Patientinnen und Patienten können E-Rezepte mit ihrer elektronischen Gesundheitskarte (eGK), über die E-Rezept-App der Gesellschaft für Telematik (gematik) oder – ausnahmsweise – auch mittels eines Ausdrucks der Zugangsdaten zum E-Rezept in der Apotheke einlösen. Die eGK, die App oder der ausgedruckte Rezeptcode dienen der Apotheke als Schlüssel, um auf die gespeicherte digitale Verordnung zugreifen zu können. Für die Einlösung des Rezepts mit der eGK benötigen Versicherte keine persönliche Geheimzahl.

Die E-Rezept-App

Nutzen Patientinnen und Patienten die E-Rezept-App, erhalten sie für jedes verordnete Medikament einen Rezeptcode direkt auf das Smartphone. Mit diesem Code kann die Apotheke auf die Verordnung zugreifen. Um die Anwendung nutzen zu können, benötigen Versicherte eine eGK mit Kontaktlosfunktion (NFC-Funktion) und eine PIN von ihrer Krankenkasse. Der Anmeldeprozess hat sich in der Vergangenheit als kompliziert erwiesen, weswegen die App bislang trotz millionenfacher E-Rezept-Einlösungen kaum zum Einsatz kam. Allerdings bietet die Anwendung praktische Zusatzservices: Mit ihr können Versicherte das Arzneimittel online in der Apotheke zur Abholung bestellen. Zudem ist es möglich, die E-Rezepte von Familienmitgliedern (etwa Kindern oder pflegebedürftigen Angehörigen) über die App zu erhalten und damit einzulösen.
Versicherte, die ihr E-Rezept in einer Internet-Apotheke einlösen möchten, werden auf deren Webseite eine entsprechende Anleitung dazu finden. Auch hierfür wird der Rezeptcode benötigt. Patientinnen und Patienten, die sich für den Rezeptausdruck entscheiden, zeigen diesen wie bisher in der Apotheke vor.

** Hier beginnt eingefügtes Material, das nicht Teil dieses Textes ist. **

// SPDX-License-Identifier: MPL-2.0
// This Source Code Form is subject to the terms of the Mozilla Public
// License, v. 2.0. If a copy of the MPL was not distributed with this
// file, You can obtain one at https://mozilla.org/MPL/2.0/.

//! Subscriptions to state changes.
//!
//! Adapters observe the shared [`TrackedState`](crate::state::TrackedState)
//! by registering callbacks. Delivery is synchronous: every listener has
//! seen the new state before the mutating call returns.

mod callback;

pub use callback::{CallbackRegistry, SubscriptionId};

Zur Gültigkeit der elektronischen Verordnung

Solange eine elektronische Verordnung noch nicht in der Apotheke abgerufen wurde, kann die ausstellende Ärztin bzw. der ausstellende Arzt sie im PVS stornieren, und auch die oder der Versicherte kann das Rezept in der App jederzeit selbständig löschen. Die bzw. der Ausstellende kann ein E-Rezept zunächst sperren und festlegen, dass es erst von einem bestimmten Zeitpunkt an eingelöst werden kann. Ebenso kann bestimmt werden, bis wann die Verordnung spätestens eingelöst werden muss. Einhundert Tage nach der Einlösung soll eine automatische Löschung des E-Rezepts vom Fachdienstserver erfolgen. Wird eine Verordnung nicht eingelöst, wird sie zehn Tage nach Ablauf der Rezeptgültigkeit ebenfalls automatisch gelöscht. 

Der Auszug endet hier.